True to science and also true to the Bible!

I am amazed how some of these negative women reviewers can be so illiterate, both biblically and scientifically. They should go and color Pooh coloring books instead. Honestly!

I am a born again believer in Christ, a pastor, a theologian (graduate school in theology) and also a scientist (graduate school in progress in astronomy). I fully agree with Dr. Ross. His science is sound, and his theology is correct. As to the negative reviewers of this book all I can say is: GO and STUDY before you criticize! Get some Bible interpretation (hermeneutics) courses and read some science. Some OT Hebrew language and NT Greek will also help. But before you do this, first discard your biases and religious paradigms. Be open to the facts. Pray as you do this!

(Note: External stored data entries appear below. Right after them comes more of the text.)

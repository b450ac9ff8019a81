//! Boundary to the model-loading library and the extraction toolkit.

use std::path::Path;

use osm_model::Model;
use osm_toolkit::{ObjectType, Table};

/// Loads models and extracts tables.
///
/// Both calls are synchronous and may be slow; callers run them on the
/// blocking pool.
pub trait ModelEngine: Send + Sync {
    fn load(&self, path: &Path) -> osm_model::Result<Model>;

    fn extract(&self, model: &Model, object_type: ObjectType) -> osm_toolkit::Result<Table>;
}

/// Engine backed by `osm-model` and `osm-toolkit`.
#[derive(Debug, Clone, Copy, Default)]
pub struct OsmEngine;

impl ModelEngine for OsmEngine {
    fn load(&self, path: &Path) -> osm_model::Result<Model> {
        Model::from_file(path)
    }

    fn extract(&self, model: &Model, object_type: ObjectType) -> osm_toolkit::Result<Table> {
        osm_toolkit::extract(model, object_type)
    }
}
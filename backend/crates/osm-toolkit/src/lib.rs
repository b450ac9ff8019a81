//! # osm-toolkit
//!
//! Walks a loaded [`osm_model::Model`] and extracts one attribute table per
//! object type.
//!
//! ```rust,ignore
//! use osm_model::Model;
//! use osm_toolkit::{extract, ObjectType};
//!
//! let model = Model::from_file("office.osm")?;
//! let spaces = extract(&model, ObjectType::Spaces)?;
//! for record in spaces.records() {
//!     println!("{:?}", record);
//! }
//! ```

mod error;
mod extract;
pub mod geometry;
mod object_type;
mod table;

pub use error::{Error, Result};
pub use extract::{extract, FLOOR_AREA_COLUMN, GROSS_AREA_COLUMN, VERTEX_COUNT_COLUMN};
pub use object_type::ObjectType;
pub use table::{Cell, Table};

The Bible NEVER says that the earth must be young and NEVER says that God created the earth in six literal, 24 hr days. Read again for yourself. A belief in 24-hr. six days creation period is not believing the Bible but, in fact, it is believing a one's faulty interpretation of the Bible.

I praise Dr. Ross not only for his scientific and Biblical accuracy but also for his Christian attitude, civility, kindness, truthfulness and meekness. I have read his books and articles for the past 15 years. I was always impressed how his scientific predictions came to be true and accurate.

Christianity needs more men and women like him. Yes.

More books please Dr. Ross.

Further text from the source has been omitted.